On the basis of these allegations, the statement of claim alleges the first respondent engaged in three sets of contraventions of the FW Act. The first set relate to the payment of annual leave. The statement of claim alleges:
(a)Pursuant to s 90(2) of the FW Act the first respondent was required to pay the applicant on the termination of her employment the amount that would have been payable to her had she taken that period of accrued untaken paid annual leave.
(b)Under cl 24.3(a) of the Award the first respondent was required to pay the applicant 17.5% of the amount provided for by the National Employment Standards.
(c)Under cl 19.3(a)(ii) of the Award the first respondent was required to pay to the applicant her accrued annual leave entitlements within 7 days of the day of the “Termination Date”.
(d)Because of (a)-(c), the first respondent was required, but failed to pay $21,320.57 to the applicant within 7 days of the “Termination Date”

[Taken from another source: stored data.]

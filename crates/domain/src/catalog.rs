use std::fmt::{Display, Formatter};
use std::str::FromStr;

use serde::{Deserialize, Serialize};
use tessera_core::AppError;

/// Protected resource categories enforced by authorization checks.
#[derive(Debug, Clone, Copy, PartialEq, Eq, Hash, PartialOrd, Ord, Serialize, Deserialize)]
#[serde(rename_all = "snake_case")]
pub enum Resource {
    /// Compliance controls and their implementation state.
    Controls,
    /// Evidence artifacts attached to controls and audits.
    Evidence,
    /// Governance policy documents.
    Policies,
    /// Risk register entries.
    Risk,
    /// Third-party vendor records.
    Vendors,
    /// Audit engagements and findings.
    Audits,
    /// Organization member accounts.
    Users,
    /// Permission groups, memberships and overrides.
    Permissions,
    /// Organization-level settings.
    Settings,
    /// Collaboration workspaces.
    Workspaces,
    /// Business continuity and disaster recovery plans.
    Bcdr,
    /// Compliance reports.
    Reports,
    /// AI assistant features.
    Ai,
}

impl Resource {
    /// Returns a stable storage value for this resource.
    #[must_use]
    pub fn as_str(&self) -> &'static str {
        match self {
            Self::Controls => "controls",
            Self::Evidence => "evidence",
            Self::Policies => "policies",
            Self::Risk => "risk",
            Self::Vendors => "vendors",
            Self::Audits => "audits",
            Self::Users => "users",
            Self::Permissions => "permissions",
            Self::Settings => "settings",
            Self::Workspaces => "workspaces",
            Self::Bcdr => "bcdr",
            Self::Reports => "reports",
            Self::Ai => "ai",
        }
    }

    /// Returns all known resources.
    #[must_use]
    pub fn all() -> &'static [Self] {
        const ALL: &[Resource] = &[
            Resource::Controls,
            Resource::Evidence,
            Resource::Policies,
            Resource::Risk,
            Resource::Vendors,
            Resource::Audits,
            Resource::Users,
            Resource::Permissions,
            Resource::Settings,
            Resource::Workspaces,
            Resource::Bcdr,
            Resource::Reports,
            Resource::Ai,
        ];

        ALL
    }

    /// Returns the actions this resource supports.
    #[must_use]
    pub fn supported_actions(&self) -> &'static [Action] {
        const CRUD: &[Action] = &[
            Action::Create,
            Action::Read,
            Action::Update,
            Action::Delete,
        ];

        match self {
            Self::Controls | Self::Evidence | Self::Risk | Self::Vendors | Self::Users
            | Self::Permissions | Self::Workspaces | Self::Bcdr => CRUD,
            Self::Policies => &[
                Action::Create,
                Action::Read,
                Action::Update,
                Action::Delete,
                Action::Approve,
            ],
            Self::Audits => &[
                Action::Create,
                Action::Read,
                Action::Update,
                Action::Delete,
                Action::Export,
            ],
            Self::Settings => &[Action::Read, Action::Update],
            Self::Reports => &[Action::Read, Action::Export],
            Self::Ai => &[Action::Read],
        }
    }
}

impl Display for Resource {
    fn fmt(&self, formatter: &mut Formatter<'_>) -> std::fmt::Result {
        formatter.write_str(self.as_str())
    }
}

impl FromStr for Resource {
    type Err = AppError;

    fn from_str(value: &str) -> Result<Self, Self::Err> {
        match value {
            "controls" => Ok(Self::Controls),
            "evidence" => Ok(Self::Evidence),
            "policies" => Ok(Self::Policies),
            "risk" => Ok(Self::Risk),
            "vendors" => Ok(Self::Vendors),
            "audits" => Ok(Self::Audits),
            "users" => Ok(Self::Users),
            "permissions" => Ok(Self::Permissions),
            "settings" => Ok(Self::Settings),
            "workspaces" => Ok(Self::Workspaces),
            "bcdr" => Ok(Self::Bcdr),
            "reports" => Ok(Self::Reports),
            "ai" => Ok(Self::Ai),
            _ => Err(AppError::Validation(format!(
                "unknown resource value '{value}'"
            ))),
        }
    }
}

/// Operations a grant may allow on a resource.
#[derive(Debug, Clone, Copy, PartialEq, Eq, Hash, PartialOrd, Ord, Serialize, Deserialize)]
#[serde(rename_all = "snake_case")]
pub enum Action {
    /// Create new records.
    Create,
    /// Read existing records.
    Read,
    /// Update existing records.
    Update,
    /// Delete existing records.
    Delete,
    /// Export records to external formats.
    Export,
    /// Approve records awaiting sign-off.
    Approve,
}

impl Action {
    /// Returns a stable storage value for this action.
    #[must_use]
    pub fn as_str(&self) -> &'static str {
        match self {
            Self::Create => "create",
            Self::Read => "read",
            Self::Update => "update",
            Self::Delete => "delete",
            Self::Export => "export",
            Self::Approve => "approve",
        }
    }
}

impl Display for Action {
    fn fmt(&self, formatter: &mut Formatter<'_>) -> std::fmt::Result {
        formatter.write_str(self.as_str())
    }
}

impl FromStr for Action {
    type Err = AppError;

    fn from_str(value: &str) -> Result<Self, Self::Err> {
        match value {
            "create" => Ok(Self::Create),
            "read" => Ok(Self::Read),
            "update" => Ok(Self::Update),
            "delete" => Ok(Self::Delete),
            "export" => Ok(Self::Export),
            "approve" => Ok(Self::Approve),
            _ => Err(AppError::Validation(format!(
                "unknown action value '{value}'"
            ))),
        }
    }
}

/// A single `resource:action` pair, the storage key for user overrides.
#[derive(Debug, Clone, Copy, PartialEq, Eq, Hash, PartialOrd, Ord)]
pub struct PermissionKey {
    /// Resource half of the key.
    pub resource: Resource,
    /// Action half of the key.
    pub action: Action,
}

impl PermissionKey {
    /// Creates a key from its parts.
    #[must_use]
    pub fn new(resource: Resource, action: Action) -> Self {
        Self { resource, action }
    }
}

impl Display for PermissionKey {
    fn fmt(&self, formatter: &mut Formatter<'_>) -> std::fmt::Result {
        write!(formatter, "{}:{}", self.resource, self.action)
    }
}

impl FromStr for PermissionKey {
    type Err = AppError;

    fn from_str(value: &str) -> Result<Self, Self::Err> {
        let (resource, action) = value.split_once(':').ok_or_else(|| {
            AppError::Validation(format!(
                "permission '{value}' must use the 'resource:action' form"
            ))
        })?;

        Ok(Self {
            resource: Resource::from_str(resource)?,
            action: Action::from_str(action)?,
        })
    }
}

(e)Because of (a)-(d), the first respondent contravened s 323 of the FW Act; s 90(2) of the FW Act and, consequently, s 44 of the FW Act;[7] and cl 19.3(a)(ii) of the Award and, consequently, s 45 of the FW Act.
[7] The statement of claim alleges a contravention of s 50 of the FW Act, which applies to enterprise agreements; but it is clear enough the statement of claim intends to allege a contravention of s 44 of the FW Act.

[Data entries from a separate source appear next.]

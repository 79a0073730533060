use tessera_application::{GroupAdminService, PermissionService, TenantAccessService};
use tessera_core::OrganizationId;

/// Shared application state.
#[derive(Clone)]
pub struct AppState {
    pub permission_service: PermissionService,
    pub group_admin_service: GroupAdminService,
    pub tenant_access_service: TenantAccessService,
    pub frontend_url: String,
    pub provisioning_token: String,
    pub default_organization_id: Option<OrganizationId>,
}
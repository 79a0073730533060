use serde::Serialize;
use tessera_core::UserIdentity;
use ts_rs::TS;

/// Health response payload.
#[derive(Debug, Serialize, TS)]
#[ts(
    export,
    export_to = "../../../packages/api-types/src/generated/health-response.ts"
)]
pub struct HealthResponse {
    pub status: &'static str,
}

/// API representation of the authenticated user.
#[derive(Debug, Serialize, TS)]
#[ts(
    export,
    export_to = "../../../packages/api-types/src/generated/user-identity-response.ts"
)]
pub struct UserIdentityResponse {
    pub subject: String,
    pub display_name: String,
    pub email: Option<String>,
    pub organization_id: String,
}

impl From<UserIdentity> for UserIdentityResponse {
    fn from(value: UserIdentity) -> Self {
        Self {
            subject: value.subject().to_owned(),
            display_name: value.display_name().to_owned(),
            email: value.email().map(str::to_owned),
            organization_id: value.organization_id().to_string(),
        }
    }
}
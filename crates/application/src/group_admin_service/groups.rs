use super::*;

use tessera_core::{AppError, NonEmptyString};
use tessera_domain::AuditAction;

use crate::AuditEvent;
use crate::permission_ports::{CreateGroupInput, UpdateGroupInput};

impl GroupAdminService {
    /// Returns all permission groups in the actor's organization.
    pub async fn list_groups(
        &self,
        actor: &UserIdentity,
    ) -> AppResult<Vec<PermissionGroupRecord>> {
        self.require_admin(actor, Action::Read).await?;
        self.groups.list_groups(actor.organization_id()).await
    }

    /// Creates a permission group and emits an audit event.
    pub async fn create_group(
        &self,
        actor: &UserIdentity,
        input: CreateGroupInput,
    ) -> AppResult<PermissionGroupRecord> {
        self.require_admin(actor, Action::Create).await?;

        let name = NonEmptyString::new(input.name.trim())?;
        if self
            .groups
            .find_group_by_name(actor.organization_id(), name.as_str())
            .await?
            .is_some()
        {
            return Err(AppError::Conflict(format!(
                "permission group '{}' already exists",
                name.as_str()
            )));
        }

        let group = self
            .groups
            .create_group(
                actor.organization_id(),
                CreateGroupInput {
                    name: name.into(),
                    permissions: input.permissions,
                },
                false,
            )
            .await?;

        self.audit_repository
            .append_event(AuditEvent {
                organization_id: actor.organization_id(),
                subject: actor.subject().to_owned(),
                action: AuditAction::PermissionGroupCreated,
                resource_type: "permission_group".to_owned(),
                resource_id: group.group_id.clone(),
                detail: Some(format!("created permission group '{}'", group.name)),
            })
            .await?;

        Ok(group)
    }

    /// Renames a group and/or replaces its grants, then emits an audit event.
    ///
    /// System groups accept no definition changes.
    pub async fn update_group(
        &self,
        actor: &UserIdentity,
        group_id: &str,
        input: UpdateGroupInput,
    ) -> AppResult<PermissionGroupRecord> {
        self.require_admin(actor, Action::Update).await?;

        let existing = self
            .groups
            .find_group(actor.organization_id(), group_id)
            .await?
            .ok_or_else(|| {
                AppError::NotFound(format!("permission group '{group_id}' was not found"))
            })?;

        if existing.is_system {
            return Err(AppError::Validation(format!(
                "system group '{}' cannot be modified",
                existing.name
            )));
        }

        let renamed_to = match input.name.as_deref() {
            Some(candidate) if candidate.trim() != existing.name => {
                let name = NonEmptyString::new(candidate.trim())?;
                if self
                    .groups
                    .find_group_by_name(actor.organization_id(), name.as_str())
                    .await?
                    .is_some()
                {
                    return Err(AppError::Conflict(format!(
                        "permission group '{}' already exists",
                        name.as_str()
                    )));
                }
                Some(String::from(name))
            }
            _ => None,
        };

        let group = self
            .groups
            .update_group(
                actor.organization_id(),
                group_id,
                UpdateGroupInput {
                    name: renamed_to.clone(),
                    permissions: input.permissions,
                },
            )
            .await?;

        let detail = match renamed_to {
            Some(name) => format!(
                "updated permission group '{}' (renamed to '{name}')",
                existing.name
            ),
            None => format!("updated permission group '{}'", existing.name),
        };

        self.audit_repository
            .append_event(AuditEvent {
                organization_id: actor.organization_id(),
                subject: actor.subject().to_owned(),
                action: AuditAction::PermissionGroupUpdated,
                resource_type: "permission_group".to_owned(),
                resource_id: group.group_id.clone(),
                detail: Some(detail),
            })
            .await?;

        Ok(group)
    }

    /// Deletes a non-system group and its memberships, then emits an audit
    /// event.
    pub async fn delete_group(&self, actor: &UserIdentity, group_id: &str) -> AppResult<()> {
        self.require_admin(actor, Action::Delete).await?;

        let existing = self
            .groups
            .find_group(actor.organization_id(), group_id)
            .await?
            .ok_or_else(|| {
                AppError::NotFound(format!("permission group '{group_id}' was not found"))
            })?;

        if existing.is_system {
            return Err(AppError::Validation(format!(
                "system group '{}' cannot be deleted",
                existing.name
            )));
        }

        self.groups
            .delete_group(actor.organization_id(), group_id)
            .await?;

        self.audit_repository
            .append_event(AuditEvent {
                organization_id: actor.organization_id(),
                subject: actor.subject().to_owned(),
                action: AuditAction::PermissionGroupDeleted,
                resource_type: "permission_group".to_owned(),
                resource_id: group_id.to_owned(),
                detail: Some(format!("deleted permission group '{}'", existing.name)),
            })
            .await
    }
}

The second set of contraventions relates to long service leave. The statement of claim alleges that on the termination of the applicant’s employment, the first respondent was required, pursuant to s 4(5)(a) of the LSL Act, but failed to pay to the applicant accrued but untaken long service leave pay which amounted to $12,313.28. The first respondent, therefore, “contravened” s 4(5)(a) of the LSL Act and s 323 of the FW Act.
The third set of contraventions relate to the first respondent’s failure to make superannuation contributions. The statement of claim alleges that,
(a)under cl 20.2 of the Award, the first respondent was required to make such superannuation contributions to a superannuation fund for the benefit of the applicant as will avoid the first respondent being required to pay the superannuation guarantee charge under Superannuation Guarantee (Administration) Act 1992 (Cth) in relation to the applicant;
(b)the amount the contributions referred to in (a) the first respondent was required, but failed to make, was $7,001.73 (Superannuation Owing);
(c)by failing to pay the Superannuation Owing the first respondent contravened cl 20.2 of the Award, and consequently s 45 of the FW Act.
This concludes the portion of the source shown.